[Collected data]
※ ※ ※
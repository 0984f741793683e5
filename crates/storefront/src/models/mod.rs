//! Domain records exchanged with the hosted backend.
//!
//! Field names match the backend's snake_case columns so records serialize
//! directly into insert and update payloads.

pub mod contact;
pub mod order;
pub mod profile;
pub mod user;

pub use contact::ContactMessage;
pub use order::{Order, OrderItem, ShippingInfo};
pub use profile::{ProfileUpdate, UserProfile};
pub use user::{AuthUser, Session};

use gtm_shop_core::EmailError;
use thiserror::Error;

/// A user-supplied record failed validation.
#[derive(Debug, Clone, PartialEq, Eq, Error)]
pub enum FieldError {
    /// A required field is blank.
    #[error("{0} is required")]
    Missing(&'static str),

    /// An email field is not a valid address.
    #[error("invalid email: {0}")]
    InvalidEmail(#[from] EmailError),
}

/// Trim `value` and reject it if blank.
pub(crate) fn required(field: &'static str, value: &str) -> Result<String, FieldError> {
    let trimmed = value.trim();
    if trimmed.is_empty() {
        return Err(FieldError::Missing(field));
    }
    Ok(trimmed.to_string())
}

#[cfg(test)]
mod tests {
    use super::*;

    #[test]
    fn test_required_trims() {
        assert_eq!(required("name", "  Ada "), Ok("Ada".to_string()));
        assert_eq!(required("name", " \t"), Err(FieldError::Missing("name")));
    }

    #[test]
    fn test_field_error_display() {
        assert_eq!(FieldError::Missing("city").to_string(), "city is required");
    }
}
//! Error tracking and log output.

use std::borrow::Cow;

use sentry::integrations::tracing as sentry_tracing;
use tracing_subscriber::{EnvFilter, Layer, layer::SubscriberExt, util::SubscriberInitExt};

use crate::config::TelemetryConfig;

/// Filter used when `RUST_LOG` is not set.
pub const DEFAULT_LOG_FILTER: &str = "gtm_shop_storefront=info,gtm_shop_cli=info";

/// Initialize Sentry error tracking and return guard that must be kept alive.
///
/// Returns `None` when no DSN is configured.
#[must_use]
pub fn init_sentry(config: &TelemetryConfig) -> Option<sentry::ClientInitGuard> {
    let dsn = config.sentry_dsn.as_ref()?;

    let guard = sentry::init((
        dsn.as_str(),
        sentry::ClientOptions {
            release: sentry::release_name!(),
            environment: Some(Cow::Owned(config.environment.clone())),
            sample_rate: config.sample_rate,
            attach_stacktrace: true,
            ..Default::default()
        },
    ));

    tracing::info!("Sentry initialized");
    Some(guard)
}

/// Filter tracing events to Sentry event types.
#[must_use]
pub fn sentry_event_filter(metadata: &tracing::Metadata<'_>) -> sentry_tracing::EventFilter {
    match *metadata.level() {
        tracing::Level::ERROR | tracing::Level::WARN => sentry_tracing::EventFilter::Event,
        tracing::Level::INFO | tracing::Level::DEBUG => sentry_tracing::EventFilter::Breadcrumb,
        _ => sentry_tracing::EventFilter::Ignore,
    }
}

/// Install the global subscriber: env filter, a stderr fmt layer (JSON when
/// `json` is set), and the Sentry layer.
///
/// Call after [`init_sentry`]. A second call is a no-op.
pub fn init_tracing(json: bool) {
    let env_filter =
        EnvFilter::try_from_default_env().unwrap_or_else(|_| DEFAULT_LOG_FILTER.into());

    let fmt_layer = if json {
        tracing_subscriber::fmt::layer()
            .json()
            .with_writer(std::io::stderr)
            .boxed()
    } else {
        tracing_subscriber::fmt::layer()
            .with_writer(std::io::stderr)
            .boxed()
    };

    let _ = tracing_subscriber::registry()
        .with(env_filter)
        .with(fmt_layer)
        .with(sentry_tracing::layer().event_filter(sentry_event_filter))
        .try_init();
}

#[cfg(test)]
mod tests {
    use super::*;

    #[test]
    fn test_init_sentry_without_dsn() {
        assert!(init_sentry(&TelemetryConfig::default()).is_none());
    }

    #[test]
    fn test_default_filter_parses() {
        assert!(EnvFilter::try_new(DEFAULT_LOG_FILTER).is_ok());
    }

    #[test]
    fn test_init_tracing_twice() {
        init_tracing(false);
        init_tracing(true);
    }
}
※ ※ ※
Work required - What is needed is a verbatim copy of every line in the records above from the one containing "pub const DEFAULT_LOG_FILTER: &str" down to the one containing "pub fn init_tracing(json: bool)", both included, and nothing more.

Completed exercise -
pub const DEFAULT_LOG_FILTER: &str = "gtm_shop_storefront=info,gtm_shop_cli=info";

/// Initialize Sentry error tracking and return guard that must be kept alive.
///
/// Returns `None` when no DSN is configured.
#[must_use]
pub fn init_sentry(config: &TelemetryConfig) -> Option<sentry::ClientInitGuard> {
    let dsn = config.sentry_dsn.as_ref()?;

    let guard = sentry::init((
        dsn.as_str(),
        sentry::ClientOptions {
            release: sentry::release_name!(),
            environment: Some(Cow::Owned(config.environment.clone())),
            sample_rate: config.sample_rate,
            attach_stacktrace: true,
            ..Default::default()
        },
    ));

    tracing::info!("Sentry initialized");
    Some(guard)
}

/// Filter tracing events to Sentry event types.
#[must_use]
pub fn sentry_event_filter(metadata: &tracing::Metadata<'_>) -> sentry_tracing::EventFilter {
    match *metadata.level() {
        tracing::Level::ERROR | tracing::Level::WARN => sentry_tracing::EventFilter::Event,
        tracing::Level::INFO | tracing::Level::DEBUG => sentry_tracing::EventFilter::Breadcrumb,
        _ => sentry_tracing::EventFilter::Ignore,
    }
}

/// Install the global subscriber: env filter, a stderr fmt layer (JSON when
/// `json` is set), and the Sentry layer.
///
/// Call after [`init_sentry`]. A second call is a no-op.
pub fn init_tracing(json: bool) {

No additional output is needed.